1. Check architecture key matches exactly (e.g., `"gfx942"` not `"GFX942"`)
2. Verify you ran `generate_arch_specs.py`
3. Rebuild C++ code
### Kernels being rejected
```python
from arch_filter import ArchFilter, KernelConfig
filter = ArchFilter("gfx942")
result = filter.validate_kernel(config)
print(f"Valid: {result.valid}")
for error in result.errors:
print(f" Error: {error}")
```
### Missing warp tile combination
1. Check `warp_tile_combos` in `arch_specs.json`
2. Ensure `[warp_tile_m, warp_tile_n, warp_tile_k]` is in the list
3. Verify data type key format
## File Structure
```
codegen/
├── arch_specs.json # Single source of truth (EDIT THIS)
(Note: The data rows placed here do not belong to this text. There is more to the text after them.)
//! Data format used by the spectral heat equation simulation

pub mod grid;
#[cfg(feature = "hdf5")]
pub mod hdf5;
pub mod parameters;

pub use grid::{initiate, Grid, Initial, TimeSequence};

/// Computation precision
///
/// Spectral differentiation scales roundoff error by the squared wavenumber,
/// so single precision is not an option here.
pub type Precision = f64;

/// Temperature at every point of the spatial grid
pub type Field = ndarray::Array1<Precision>;

/// Temperature field at every requested time instant (one row per instant)
pub type SolutionMatrix = ndarray::Array2<Precision>;
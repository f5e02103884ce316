//! Command-line arguments

use super::{
    DormandPrince, IntegrationError, IntegrationStats, Integrator, OdeSystem, RungeKutta4,
    Tolerance,
};
use clap::{Args, ValueEnum};
use data::Precision;
use ndarray::{ArrayView1, ArrayViewMut2};
use std::num::NonZeroUsize;

/// Time integration method
#[derive(Copy, Clone, Debug, Default, Eq, Hash, PartialEq, ValueEnum)]
pub enum Method {
    /// Adaptive Dormand-Prince 5(4)
    #[default]
    Dopri5,

    /// Fixed-step classic Runge-Kutta
    Rk4,
}

/// CLI parameters of the time integrator
#[derive(Args, Copy, Clone, Debug, Default, PartialEq)]
pub struct IntegratorArgs {
    /// Time integration method
    #[arg(long, value_enum, env, default_value_t = Method::Dopri5)]
    pub method: Method,

    /// Relative error tolerance of the adaptive integrator
    #[arg(long, env)]
    pub rtol: Option<Precision>,

    /// Absolute error tolerance of the adaptive integrator
    #[arg(long, env)]
    pub atol: Option<Precision>,

    /// Maximal number of internal steps of the adaptive integrator
    #[arg(long, env)]
    pub max_steps: Option<usize>,

    /// Upper bound on the internal step size of the adaptive integrator
    #[arg(long)]
    pub max_step: Option<Precision>,

    /// Size of the first internal step of the adaptive integrator
    #[arg(long)]
    pub first_step: Option<Precision>,

    /// Number of RK4 steps between two output time instants
    ///
    /// Explicit integration of the heat equation is only stable for steps
    /// shorter than about 2.8·dx²/(π²·D), so this usually needs to be large.
    #[arg(long, env)]
    pub substeps: Option<NonZeroUsize>,
}
//
impl IntegratorArgs {
    /// Build the integrator that these arguments describe, using default
    /// settings for anything that was not specified
    pub fn integrator(&self) -> AnyIntegrator {
        match self.method {
            Method::Dopri5 => {
                let defaults = DormandPrince::default();
                AnyIntegrator::DormandPrince(DormandPrince {
                    tolerance: Tolerance {
                        relative: self.rtol.unwrap_or(defaults.tolerance.relative),
                        absolute: self.atol.unwrap_or(defaults.tolerance.absolute),
                    },
                    max_steps: self.max_steps.unwrap_or(defaults.max_steps),
                    max_step: self.max_step.or(defaults.max_step),
                    first_step: self.first_step.or(defaults.first_step),
                })
            }
            Method::Rk4 => {
                let defaults = RungeKutta4::default();
                AnyIntegrator::RungeKutta4(RungeKutta4 {
                    substeps: self.substeps.unwrap_or(defaults.substeps),
                    ..defaults
                })
            }
        }
    }
}

/// Integrator picked at run time
#[derive(Copy, Clone, Debug, PartialEq)]
pub enum AnyIntegrator {
    /// Adaptive integrator
    DormandPrince(DormandPrince),

    /// Fixed-step integrator
    RungeKutta4(RungeKutta4),
}
//
impl Default for AnyIntegrator {
    fn default() -> Self {
        Self::DormandPrince(DormandPrince::default())
    }
}
//
impl Integrator for AnyIntegrator {
    fn integrate_into<S: OdeSystem + ?Sized>(
        &self,
        system: &S,
        u0: ArrayView1<Precision>,
        times: ArrayView1<Precision>,
        solution: ArrayViewMut2<Precision>,
        on_row: impl FnMut(usize),
    ) -> Result<IntegrationStats, IntegrationError> {
        match self {
            Self::DormandPrince(integrator) => {
                integrator.integrate_into(system, u0, times, solution, on_row)
            }
            Self::RungeKutta4(integrator) => {
                integrator.integrate_into(system, u0, times, solution, on_row)
            }
        }
    }
}
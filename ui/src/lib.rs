//! This crate collects the user-facing elements of the heat equation solver:
//! command-line arguments, logging setup, status and progress reporting, and
//! visualization of the results.

#[cfg(feature = "visualization")]
pub mod render;

#[cfg(feature = "simulation")]
use clap::Args;
#[cfg(feature = "visualization")]
use colorous::Gradient;
#[cfg(feature = "simulation")]
use compute::IntegratorArgs;
#[cfg(feature = "simulation")]
use data::parameters::Parameters;
use data::Precision;
#[cfg(feature = "tui")]
use indicatif::{ProgressBar, ProgressDrawTarget, ProgressFinish, ProgressStyle};
#[cfg(feature = "tui")]
use log::{info, warn, LevelFilter};
use std::io::{self, Write};
#[cfg(feature = "tui")]
use std::{borrow::Cow, time::Duration};

/// CLI arguments describing the physical problem and how it is integrated
#[cfg(feature = "simulation")]
#[derive(Args, Clone, Debug, Default)]
pub struct SharedArgs {
    /// Heat diffusivity
    #[arg(short = 'D', long)]
    pub diffusivity: Option<Precision>,

    /// Simulated time span
    #[arg(short, long)]
    pub time: Option<Precision>,

    /// Length of the simulated rod
    #[arg(short, long)]
    pub xsize: Option<Precision>,

    /// Spacing between grid points
    #[arg(long)]
    pub dx: Option<Precision>,

    /// Spacing between output time instants
    #[arg(long)]
    pub dt: Option<Precision>,

    /// Peak temperature of the initial heat source
    #[arg(long)]
    pub temp_src: Option<Precision>,

    /// Ambient temperature
    #[arg(long)]
    pub temp_amb: Option<Precision>,

    /// Time integrator configuration
    #[command(flatten)]
    pub integrator: IntegratorArgs,
}
//
#[cfg(feature = "simulation")]
impl SharedArgs {
    /// Physical parameters, with defaults that clap can't handle filled in
    pub fn parameters(&self) -> Parameters {
        let defaults = Parameters::default();
        Parameters {
            diffusivity: self.diffusivity.unwrap_or(defaults.diffusivity),
            time: self.time.unwrap_or(defaults.time),
            xsize: self.xsize.unwrap_or(defaults.xsize),
            dx: self.dx.unwrap_or(defaults.dx),
            dt: self.dt.unwrap_or(defaults.dt),
            temp_src: self.temp_src.unwrap_or(defaults.temp_src),
            temp_amb: self.temp_amb.unwrap_or(defaults.temp_amb),
        }
    }
}

/// Send logs to syslog, or to stderr if no syslog daemon can be reached
#[cfg(feature = "tui")]
pub fn init_logging() {
    let level = if cfg!(debug_assertions) {
        LevelFilter::Debug
    } else {
        LevelFilter::Info
    };
    if let Err(e) = syslog::init(syslog::Facility::default(), level, None) {
        // A logger may already be installed, in which case we keep it
        let _ = env_logger::Builder::new()
            .filter_level(level)
            .parse_default_env()
            .try_init();
        warn!("Could not log to syslog ({e}), logging to stderr instead");
    }
}

/// Write the run's discretization summary to `out`
pub fn write_status(
    out: &mut impl Write,
    num_times: usize,
    num_points: usize,
    dt: Precision,
) -> io::Result<()> {
    writeln!(out, "Number of time steps: {num_times}")?;
    writeln!(out, "Number of points: {num_points}")?;
    writeln!(out, "Time step: {dt:.3e}")
}

/// Tell the user about the run's discretization, unless `silent` is set
#[cfg(feature = "tui")]
pub fn report_status(
    num_times: usize,
    num_points: usize,
    dt: Precision,
    silent: bool,
) -> io::Result<()> {
    info!("Running with {num_times} time instants, {num_points} points, dt = {dt:e}");
    if !silent {
        write_status(&mut io::stdout().lock(), num_times, num_points, dt)?;
    }
    Ok(())
}

/// Progress bar over `len` items, hidden if `silent` is set
#[cfg(feature = "tui")]
pub fn init_progress_reporting(
    message: impl Into<Cow<'static, str>>,
    len: usize,
    silent: bool,
) -> ProgressBar {
    let progress = ProgressBar::new(len as u64)
        .with_message(message)
        .with_style(
            ProgressStyle::with_template("{msg} {pos}/{len} {wide_bar} {elapsed}/~{duration}")
                .expect("Failed to parse style"),
        )
        .with_finish(ProgressFinish::AndClear);
    if silent {
        progress.set_draw_target(ProgressDrawTarget::hidden());
    } else {
        progress.enable_steady_tick(Duration::from_millis(100));
    }
    progress
}

/// Color gradient of the heat map visualization
#[cfg(feature = "visualization")]
pub const GRADIENT: Gradient = colorous::INFERNO;

#[cfg(test)]
mod tests {
    use super::*;

    #[test]
    fn status_lines() {
        let mut out = Vec::new();
        write_status(&mut out, 30, 100, 1e-2).unwrap();
        assert_eq!(
            String::from_utf8(out).unwrap(),
            "Number of time steps: 30\nNumber of points: 100\nTime step: 1.000e-2\n"
        );
    }

    #[cfg(feature = "simulation")]
    mod args {
        use super::super::*;
        use clap::Parser;

        #[derive(Parser)]
        struct Cli {
            #[command(flatten)]
            shared: SharedArgs,
        }

        #[test]
        fn defaults() {
            let cli = Cli::try_parse_from(["test"]).unwrap();
            assert_eq!(cli.shared.parameters(), Parameters::default());
        }

        #[test]
        fn overrides() {
            let cli =
                Cli::try_parse_from(["test", "-D", "2.5", "--dx", "0.05", "--temp-amb", "280"])
                    .unwrap();
            let params = cli.shared.parameters();
            assert_eq!(params.diffusivity, 2.5);
            assert_eq!(params.dx, 0.05);
            assert_eq!(params.temp_amb, 280.0);
            assert_eq!(params.time, Parameters::default().time);
        }
    }
}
├── generate_arch_specs.py # Generator script
├── arch_specs_generated.py # Generated Python module
└── ADDING_NEW_GPU.md # This file
include/ck_tile/dispatcher/
├── arch_specs_generated.hpp # Generated C++ header
└── arch_filter.hpp # C++ filter
```
## Best Practices
1. **Test thoroughly** - Run all tests after adding a new GPU
2. **Start minimal** - Add only validated configurations
3. **Document sources** - Note where warp tile combinations came from
4. **Keep in sync** - If using tile_engine, keep both updated
---
> **More info:** See [../README.md](../README.md) for full documentation.